### Exercise description
Your answer must be every line of the data that contains "property".

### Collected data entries
____

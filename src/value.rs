//! Typed values held by the declared fields of a record.

use indexmap::IndexMap;
use serde::ser::{SerializeMap, SerializeSeq};
use serde::{Serialize, Serializer};
use serde_json::Value as JsonValue;
use std::fmt;

use crate::record::Record;

/// Represents the value of a declared field.
///
/// Which variants are acceptable for a given property is decided by its
/// [`FieldType`](crate::schema::FieldType); `FieldValue` itself carries no schema.
#[derive(Debug, Clone, PartialEq)]
pub enum FieldValue {
    /// Explicit wire `null`, distinct from a field that is not present.
    Null,
    Bool(bool),
    Int(i64),
    Float(f64),
    String(String),
    List(Vec<FieldValue>),
    Map(IndexMap<String, FieldValue>),
    Record(Record),
    /// Untyped value for `any` properties.
    Any(JsonValue),
}

impl FieldValue {
    /// Short name of the variant, used in mismatch errors.
    pub fn type_name(&self) -> &'static str {
        match self {
            FieldValue::Null => "null",
            FieldValue::Bool(_) => "bool",
            FieldValue::Int(_) => "int",
            FieldValue::Float(_) => "float",
            FieldValue::String(_) => "string",
            FieldValue::List(_) => "list",
            FieldValue::Map(_) => "mapping",
            FieldValue::Record(_) => "record",
            FieldValue::Any(_) => "any",
        }
    }

    /// True for an explicit null
    pub fn is_null(&self) -> bool {
        matches!(self, FieldValue::Null)
    }

    /// The string, if this is one
    pub fn as_str(&self) -> Option<&str> {
        match self {
            FieldValue::String(s) => Some(s),
            _ => None,
        }
    }

    /// The integer, if this is one
    pub fn as_int(&self) -> Option<i64> {
        match self {
            FieldValue::Int(i) => Some(*i),
            _ => None,
        }
    }

    /// Floats, and ints widened to floats.
    pub fn as_float(&self) -> Option<f64> {
        match self {
            FieldValue::Float(f) => Some(*f),
            FieldValue::Int(i) => Some(*i as f64),
            _ => None,
        }
    }

    pub fn as_bool(&self) -> Option<bool> {
        match self {
            FieldValue::Bool(b) => Some(*b),
            _ => None,
        }
    }

    /// List items, if this is a list
    pub fn as_list(&self) -> Option<&[FieldValue]> {
        match self {
            FieldValue::List(items) => Some(items),
            _ => None,
        }
    }

    /// Entries of a `mapping<..>` value
    pub fn as_map(&self) -> Option<&IndexMap<String, FieldValue>> {
        match self {
            FieldValue::Map(map) => Some(map),
            _ => None,
        }
    }

    /// The nested record, if this is one
    pub fn as_record(&self) -> Option<&Record> {
        match self {
            FieldValue::Record(record) => Some(record),
            _ => None,
        }
    }

    /// Raw JSON held by an `any` property
    pub fn as_any(&self) -> Option<&JsonValue> {
        match self {
            FieldValue::Any(value) => Some(value),
            _ => None,
        }
    }

    /// Convert to the wire representation.
    pub fn to_json(&self) -> JsonValue {
        match self {
            FieldValue::Null => JsonValue::Null,
            FieldValue::Bool(b) => JsonValue::Bool(*b),
            FieldValue::Int(i) => JsonValue::from(*i),
            FieldValue::Float(f) => serde_json::Number::from_f64(*f)
                .map(JsonValue::Number)
                .unwrap_or(JsonValue::Null),
            FieldValue::String(s) => JsonValue::String(s.clone()),
            FieldValue::List(items) => {
                JsonValue::Array(items.iter().map(FieldValue::to_json).collect())
            }
            FieldValue::Map(map) => JsonValue::Object(
                map.iter()
                    .map(|(k, v)| (k.clone(), v.to_json()))
                    .collect(),
            ),
            FieldValue::Record(record) => JsonValue::Object(record.to_wire()),
            FieldValue::Any(value) => value.clone(),
        }
    }
}

impl Serialize for FieldValue {
    fn serialize<S: Serializer>(&self, serializer: S) -> Result<S::Ok, S::Error> {
        match self {
            FieldValue::Null => serializer.serialize_unit(),
            FieldValue::Bool(b) => serializer.serialize_bool(*b),
            FieldValue::Int(i) => serializer.serialize_i64(*i),
            FieldValue::Float(f) => serializer.serialize_f64(*f),
            FieldValue::String(s) => serializer.serialize_str(s),
            FieldValue::List(items) => {
                let mut seq = serializer.serialize_seq(Some(items.len()))?;
                for item in items {
                    seq.serialize_element(item)?;
                }
                seq.end()
            }
            FieldValue::Map(entries) => {
                let mut map = serializer.serialize_map(Some(entries.len()))?;
                for (k, v) in entries {
                    map.serialize_entry(k, v)?;
                }
                map.end()
            }
            FieldValue::Record(record) => record.serialize(serializer),
            FieldValue::Any(value) => value.serialize(serializer),
        }
    }
}

impl fmt::Display for FieldValue {
    fn fmt(&self, f: &mut fmt::Formatter<'_>) -> fmt::Result {
        match self {
            FieldValue::Null => write!(f, "null"),
            FieldValue::Bool(b) => write!(f, "{}", b),
            FieldValue::Int(i) => write!(f, "{}", i),
            FieldValue::Float(fl) => write!(f, "{}", fl),
            FieldValue::String(s) => write!(f, "{}", s),
            FieldValue::List(items) => {
                write!(f, "[")?;
                for (i, item) in items.iter().enumerate() {
                    if i > 0 {
                        write!(f, ", ")?;
                    }
                    write!(f, "{}", item)?;
                }
                write!(f, "]")
            }
            FieldValue::Map(map) => {
                write!(f, "{{")?;
                for (i, (k, v)) in map.iter().enumerate() {
                    if i > 0 {
                        write!(f, ", ")?;
                    }
                    write!(f, "{}={}", k, v)?;
                }
                write!(f, "}}")
            }
            FieldValue::Record(record) => write!(f, "{}", record.describe()),
            FieldValue::Any(value) => write!(f, "{}", value),
        }
    }
}

impl From<&str> for FieldValue {
    fn from(s: &str) -> Self {
        FieldValue::String(s.to_string())
    }
}

impl From<String> for FieldValue {
    fn from(s: String) -> Self {
        FieldValue::String(s)
    }
}

impl From<i64> for FieldValue {
    fn from(i: i64) -> Self {
        FieldValue::Int(i)
    }
}

impl From<i32> for FieldValue {
    fn from(i: i32) -> Self {
        FieldValue::Int(i64::from(i))
    }
}

impl From<u32> for FieldValue {
    fn from(i: u32) -> Self {
        FieldValue::Int(i64::from(i))
    }
}

impl From<f64> for FieldValue {
    fn from(f: f64) -> Self {
        FieldValue::Float(f)
    }
}

impl From<bool> for FieldValue {
    fn from(b: bool) -> Self {
        FieldValue::Bool(b)
    }
}

impl From<Record> for FieldValue {
    fn from(record: Record) -> Self {
        FieldValue::Record(record)
    }
}

impl<T: Into<FieldValue>> From<Vec<T>> for FieldValue {
    fn from(items: Vec<T>) -> Self {
        FieldValue::List(items.into_iter().map(Into::into).collect())
    }
}

impl<T: Into<FieldValue>> From<Option<T>> for FieldValue {
    fn from(value: Option<T>) -> Self {
        value.map(Into::into).unwrap_or(FieldValue::Null)
    }
}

____

### Response box
/// Which variants are acceptable for a given property is decided by its
    /// Raw JSON held by an `any` property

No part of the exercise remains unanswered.